The breeze beneath the door.
Thoughts, louder than the sounds that carry from the domestic lives being lived at varying distances away.
And with it, a stillness that distills peace.
In a world where ‘company’ is constantly finding new ways to intrude and impose itself, solitude is a luxury.
It is a heist of time, that increasingly priceless intangible commodity, undertaken bravely with no regard for feelings supposedly hurt.
Those hours by oneself are hard-fought islands of calm in a riotous sea that offers nothing and drowns all, if you allow it.
If anything ever needed to be kept behind walls impervious to everything, it is the seconds, the minutes and the hours of a life carefully lived out.
Loneliness? What loneliness?
I am too delighted to hear my own breathing: a distinct refrain that is a testament of my individual aliveness, too excited that I can be any part of myself I choose to be without the pressure of a scrutinising audience, to regard aloneness as a burden.

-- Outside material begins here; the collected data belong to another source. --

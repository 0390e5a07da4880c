use std::{cell::RefCell, collections::HashMap};

use tracing::{debug, trace};

use crate::{
    error::{Error, Mismatch, Result},
    span::{Chunk, Span},
    value::Value,
};

/// The evaluation session checks run in. Owns the source text that spans point
/// into, and the variables producers can read.
#[derive(Debug, Default)]
pub struct EvalCtx {
    src_name: String,
    src: String,
    variables: RefCell<HashMap<String, Value>>,
}

impl EvalCtx {
    pub fn new(src_name: impl Into<String>, src: impl Into<String>) -> Self {
        Self {
            src_name: src_name.into(),
            src: src.into(),
            variables: RefCell::new(HashMap::new()),
        }
    }

    pub fn set_var(&self, name: impl Into<String>, value: impl Into<Value>) {
        self.variables.borrow_mut().insert(name.into(), value.into());
    }
    pub fn var(&self, name: &str) -> Option<Value> {
        self.variables.borrow().get(name).cloned()
    }

    /// Builds the fatal error for `span`. Callers return it straight away;
    /// evaluation of the current expression does not continue.
    pub fn error(&self, span: Span, message: impl Into<String>) -> Error {
        let err = Error::new(message, span);
        debug!(src = %self.src_name, ?span, error = err.message(), "evaluation error");
        err
    }

    pub fn mismatch(
        &self,
        description: impl Into<String>,
        span: Span,
        expected: impl Into<String>,
        got: impl Into<String>,
    ) -> Error {
        let mismatch = Mismatch {
            description: description.into(),
            expected: expected.into(),
            got: got.into(),
        };
        debug!(
            src = %self.src_name,
            ?span,
            description = %mismatch.description,
            expected = %mismatch.expected,
            got = %mismatch.got,
            "unwrap mismatch"
        );
        Error::mismatch(mismatch, span)
    }

    pub fn render(&self, err: &Error) -> String {
        err.render(&self.src_name, &self.src)
    }
}

/// Something that evaluates to a sequence of values. The span is where the
/// producer sits in the source.
pub trait ValuesOp {
    fn exec(&self, ctx: &EvalCtx, span: Span) -> Result<Vec<Value>>;
}

impl<T: ValuesOp + ?Sized> ValuesOp for Box<T> {
    fn exec(&self, ctx: &EvalCtx, span: Span) -> Result<Vec<Value>> {
        (**self).exec(ctx, span)
    }
}

impl<T: ValuesOp> Chunk<T> {
    pub fn exec(&self, ctx: &EvalCtx) -> Result<Vec<Value>> {
        self.data.exec(ctx, self.span)
    }
}

pub type BoxedOp = Chunk<Box<dyn ValuesOp>>;

pub fn boxed(op: impl ValuesOp + 'static, span: Span) -> BoxedOp {
    let op: Box<dyn ValuesOp> = Box::new(op);
    Chunk::new(op, span)
}

#[derive(Debug, Clone, PartialEq)]
pub struct Literal(pub Vec<Value>);

impl ValuesOp for Literal {
    fn exec(&self, _: &EvalCtx, _: Span) -> Result<Vec<Value>> {
        Ok(self.0.clone())
    }
}

#[derive(Debug, Clone, PartialEq, Eq)]
pub struct Variable(pub String);

impl ValuesOp for Variable {
    fn exec(&self, ctx: &EvalCtx, span: Span) -> Result<Vec<Value>> {
        trace!(name = %self.0, "variable lookup");
        ctx.var(&self.0)
            .map(|value| vec![value])
            .ok_or_else(|| ctx.error(span, format!("variable ${} not found", self.0)))
    }
}

/// Concatenates the outputs of its parts.
pub struct Compound(pub Vec<BoxedOp>);

impl ValuesOp for Compound {
    fn exec(&self, ctx: &EvalCtx, _: Span) -> Result<Vec<Value>> {
        let mut values = Vec::new();
        for part in &self.0 {
            values.extend(part.exec(ctx)?);
        }
        Ok(values)
    }
}

pub struct CallOp {
    pub callee: BoxedOp,
    pub args: Vec<BoxedOp>,
}

impl ValuesOp for CallOp {
    fn exec(&self, ctx: &EvalCtx, span: Span) -> Result<Vec<Value>> {
        let callee = ctx
            .exec_and_unwrap("callee", &self.callee)?
            .one()?
            .callable()?;
        let mut args = Vec::new();
        for arg in &self.args {
            let values = arg.exec(ctx)?;
            args.extend(values.into_iter().map(|value| Chunk::new(value, arg.span)));
        }
        trace!(kind = callee.kind(), name = ?callee.name(), args = args.len(), "call");
        callee.call(ctx, args, span)
    }
}

/// Adapts a closure into a producer.
pub struct FnOp<F>(pub F);

impl<F: Fn(&EvalCtx, Span) -> Result<Vec<Value>>> ValuesOp for FnOp<F> {
    fn exec(&self, ctx: &EvalCtx, span: Span) -> Result<Vec<Value>> {
        (self.0)(ctx, span)
    }
}
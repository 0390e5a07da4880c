//! Unwrappers assert properties of the values an expression produced, turning
//! any violation into an error that points at the expression.
//!
//! ```ignore
//! let fd = ctx.unwrap("argument to close", span, values).one()?.fd_or_close()?;
//! ```

use std::rc::Rc;

use crate::{
    context::{EvalCtx, ValuesOp},
    error::{Error, Result},
    span::{Chunk, Span},
    value::{Callable, Iterable, Value},
};

struct UnwrapperInner<'a> {
    ctx: &'a EvalCtx,
    /// What is being unwrapped, e.g. "argument to close".
    description: String,
    span: Span,
    values: Vec<Value>,
}

impl UnwrapperInner<'_> {
    fn error(&self, expected: &str, got: impl Into<String>) -> Error {
        self.ctx
            .mismatch(self.description.as_str(), self.span, expected, got)
    }
}

impl EvalCtx {
    pub fn unwrap(
        &self,
        description: impl Into<String>,
        span: Span,
        values: Vec<Value>,
    ) -> ValuesUnwrapper<'_> {
        ValuesUnwrapper(Rc::new(UnwrapperInner {
            ctx: self,
            description: description.into(),
            span,
            values,
        }))
    }

    /// Runs `op` and unwraps what it produced, addressed at the op's span.
    pub fn exec_and_unwrap<T: ValuesOp>(
        &self,
        description: impl Into<String>,
        op: &Chunk<T>,
    ) -> Result<ValuesUnwrapper<'_>> {
        let values = op.exec(self)?;
        Ok(self.unwrap(description, op.span, values))
    }
}

/// Unwraps a sequence of values.
#[derive(Clone)]
pub struct ValuesUnwrapper<'a>(Rc<UnwrapperInner<'a>>);

impl<'a> ValuesUnwrapper<'a> {
    pub fn description(&self) -> &str {
        &self.0.description
    }
    pub fn span(&self) -> Span {
        self.0.span
    }
    pub fn values(&self) -> &[Value] {
        &self.0.values
    }
    pub fn len(&self) -> usize {
        self.0.values.len()
    }
    pub fn is_empty(&self) -> bool {
        self.0.values.is_empty()
    }

    /// Gives the values back without checking them.
    pub fn into_values(self) -> Vec<Value> {
        match Rc::try_unwrap(self.0) {
            Ok(inner) => inner.values,
            Err(shared) => shared.values.clone(),
        }
    }

    pub fn one(&self) -> Result<ValueUnwrapper<'a>> {
        match self.0.values.len() {
            1 => Ok(ValueUnwrapper(self.0.clone())),
            n => Err(self.0.error("a single value", format!("{n} values"))),
        }
    }
}

/// Unwraps a single value. Only [`ValuesUnwrapper::one`] creates these.
#[derive(Clone)]
pub struct ValueUnwrapper<'a>(Rc<UnwrapperInner<'a>>);

impl ValueUnwrapper<'_> {
    fn value(&self) -> &Value {
        // `one` has checked there is exactly one value.
        &self.0.values[0]
    }

    pub fn description(&self) -> &str {
        &self.0.description
    }
    pub fn span(&self) -> Span {
        self.0.span
    }

    pub fn any(&self) -> &Value {
        self.value()
    }
    pub fn into_any(self) -> Value {
        self.value().clone()
    }

    pub fn string(&self) -> Result<String> {
        let value = self.value();
        value
            .as_string()
            .map(str::to_string)
            .ok_or_else(|| self.0.error("string", value.kind()))
    }

    /// Decimal integer in the signed 64-bit range: an optional sign followed
    /// by digits, nothing else.
    pub fn int(&self) -> Result<i64> {
        let s = self.string()?;
        s.parse().map_err(|_| self.0.error("integer", s))
    }

    pub fn non_negative_int(&self) -> Result<i64> {
        let i = self.int()?;
        if i < 0 {
            return Err(self.0.error("non-negative int", i.to_string()));
        }
        Ok(i)
    }

    /// A file descriptor, or -1 for "-", which means close. Anything else
    /// that is not a non-negative integer is reported as such, including
    /// text that does not parse at all.
    pub fn fd_or_close(&self) -> Result<i64> {
        let s = self.string()?;
        if s == "-" {
            return Ok(-1);
        }
        match s.parse::<i64>() {
            Ok(i) if i >= 0 => Ok(i),
            Ok(i) => Err(self.0.error("non-negative int", i.to_string())),
            Err(_) => Err(self.0.error("non-negative int", s)),
        }
    }

    pub fn callable(&self) -> Result<Callable> {
        let value = self.value();
        value
            .as_callable()
            .ok_or_else(|| self.0.error("callable", value.kind()))
    }

    pub fn iterable(&self) -> Result<Iterable> {
        let value = self.value();
        value
            .as_iterable()
            .ok_or_else(|| self.0.error("iterable", value.kind()))
    }
}

#[cfg(test)]
mod tests {
    use std::collections::BTreeMap;

    use super::*;
    use crate::{
        context::{FnOp, Literal},
        value::Call,
    };
    use pretty_assertions::assert_eq;

    struct Nop;
    impl Call for Nop {
        fn call(&self, _: &EvalCtx, _: Vec<Chunk<Value>>, _: Span) -> Result<Vec<Value>> {
            Ok(vec![])
        }
    }

    fn ctx() -> EvalCtx {
        EvalCtx::new("test", "")
    }

    fn message<T>(result: Result<T>) -> String {
        match result {
            Ok(_) => String::from("<ok>"),
            Err(err) => err.message().to_string(),
        }
    }

    #[test]
    fn one_rejects_other_counts() {
        let ctx = ctx();
        let u = ctx.unwrap("operand", Span::new(5, 9), vec![]);
        let err = u.one().err().unwrap();
        assert_eq!(err.message(), "operand must be a single value; got 0 values");
        assert_eq!(err.span(), Span::new(5, 9));
        let two = ctx.unwrap("operand", Span::default(), vec!["a".into(), "b".into()]);
        assert_eq!(
            message(two.one()),
            "operand must be a single value; got 2 values"
        );
    }

    #[test]
    fn narrowing_leaves_the_sequence_untouched() {
        let ctx = ctx();
        let seq = ctx.unwrap("x", Span::new(1, 2), vec!["7".into()]);
        let one = seq.one().unwrap();
        assert_eq!(one.int(), Ok(7));
        assert_eq!(seq.values(), &[Value::from("7")]);
        assert_eq!(one.description(), "x");
        assert_eq!(one.span(), Span::new(1, 2));
        assert_eq!(seq.into_values(), vec![Value::from("7")]);
    }

    #[test]
    fn any_never_fails() {
        let ctx = ctx();
        let list = Value::from(vec!["a"]);
        let one = ctx
            .unwrap("x", Span::default(), vec![list.clone()])
            .one()
            .unwrap();
        assert_eq!(one.any(), &list);
        assert_eq!(one.into_any(), list);
    }

    #[test]
    fn string_reports_kind() {
        let ctx = ctx();
        let one = |v: Value| {
            ctx.unwrap("argument", Span::default(), vec![v])
                .one()
                .unwrap()
        };
        assert_eq!(one("hi".into()).string(), Ok(String::from("hi")));
        assert_eq!(
            message(one(vec!["a"].into()).string()),
            "argument must be string; got list"
        );
        assert_eq!(
            message(one(true.into()).string()),
            "argument must be string; got bool"
        );
    }

    #[test]
    fn int_grammar() {
        let ctx = ctx();
        let int = |s: &str| {
            ctx.unwrap("n", Span::default(), vec![s.into()])
                .one()
                .unwrap()
                .int()
        };
        assert_eq!(int("42"), Ok(42));
        assert_eq!(int("+42"), Ok(42));
        assert_eq!(int("-42"), Ok(-42));
        assert_eq!(int("007"), Ok(7));
        assert_eq!(int("9223372036854775807"), Ok(i64::MAX));
        assert_eq!(int("-9223372036854775808"), Ok(i64::MIN));
        for bad in [
            "",
            "-",
            "+",
            " 1",
            "1 ",
            "1_000",
            "1,000",
            "0x10",
            "1.5",
            "9223372036854775808",
        ] {
            assert_eq!(message(int(bad)), format!("n must be integer; got {bad}"));
        }
    }

    #[test]
    fn int_requires_a_string_first() {
        let ctx = ctx();
        let one = ctx
            .unwrap("n", Span::default(), vec![Value::Map(BTreeMap::new())])
            .one()
            .unwrap();
        assert_eq!(message(one.int()), "n must be string; got map");
        assert_eq!(message(one.fd_or_close()), "n must be string; got map");
    }

    #[test]
    fn non_negative_int() {
        let ctx = ctx();
        let nn = |s: &str| {
            ctx.unwrap("n", Span::default(), vec![s.into()])
                .one()
                .unwrap()
                .non_negative_int()
        };
        assert_eq!(nn("0"), Ok(0));
        assert_eq!(nn("-0"), Ok(0));
        assert_eq!(message(nn("-3")), "n must be non-negative int; got -3");
        assert_eq!(message(nn("-03")), "n must be non-negative int; got -3");
        assert_eq!(message(nn("x")), "n must be integer; got x");
    }

    #[test]
    fn fd_or_close() {
        let ctx = ctx();
        let fd = |s: &str| {
            ctx.unwrap("argument to close", Span::default(), vec![s.into()])
                .one()
                .unwrap()
                .fd_or_close()
        };
        assert_eq!(fd("-"), Ok(-1));
        assert_eq!(fd("3"), Ok(3));
        assert_eq!(
            message(fd("-1")),
            "argument to close must be non-negative int; got -1"
        );
        assert_eq!(
            message(fd("x")),
            "argument to close must be non-negative int; got x"
        );
        assert_eq!(
            message(fd("--")),
            "argument to close must be non-negative int; got --"
        );
    }

    #[test]
    fn callable_and_iterable() {
        let ctx = ctx();
        let one = |v: Value| ctx.unwrap("arg", Span::default(), vec![v]).one().unwrap();
        let f = Value::Function(Rc::new(Nop));
        assert_eq!(one(f.clone()).callable().map(Value::from), Ok(f.clone()));
        assert_eq!(message(one("x".into()).callable()), "arg must be callable; got string");
        assert_eq!(
            one(vec!["a", "b"].into()).iterable().map(|it| it.len()),
            Ok(2)
        );
        assert_eq!(message(one(f).iterable()), "arg must be iterable; got fn");
        assert_eq!(message(one("x".into()).iterable()), "arg must be iterable; got string");
    }

    #[test]
    fn exec_and_unwrap_uses_the_op_span() {
        let ctx = ctx();
        let op = Chunk::new(Literal(vec!["a".into(), "b".into()]), Span::new(3, 8));
        let err = ctx
            .exec_and_unwrap("redirection source", &op)
            .and_then(|u| u.one())
            .err()
            .unwrap();
        assert_eq!(err.span(), Span::new(3, 8));
        assert_eq!(
            err.message(),
            "redirection source must be a single value; got 2 values"
        );
    }

    #[test]
    fn exec_and_unwrap_propagates_op_failure() {
        let ctx = ctx();
        let op = Chunk::new(
            FnOp(|ctx: &EvalCtx, span: Span| -> Result<Vec<Value>> {
                Err(ctx.error(span, "boom"))
            }),
            Span::new(1, 4),
        );
        let err = ctx.exec_and_unwrap("x", &op).err().unwrap();
        assert_eq!(err.message(), "boom");
        assert_eq!(err.span(), Span::new(1, 4));
    }
}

I am warmed to the core of my being by the knowledge that in this absence of everyone, I am home and home is enough.
So gratitude for the quiet, instead of a quest to gain admittance into hubs of activity whose profits are hard to recognise.
Delight at the peace that comes with creating soul space, room for the spirit to rejuvenate itself.
And a deep sense of appreciation for all that I am to myself: a refuge, a best friend, a sounding board and a mirror.
This is no small comfort.
The next best thing would, perhaps, be a consistently complementary interplay of presences with someone similarly mindful of the sanctity of their aloneness.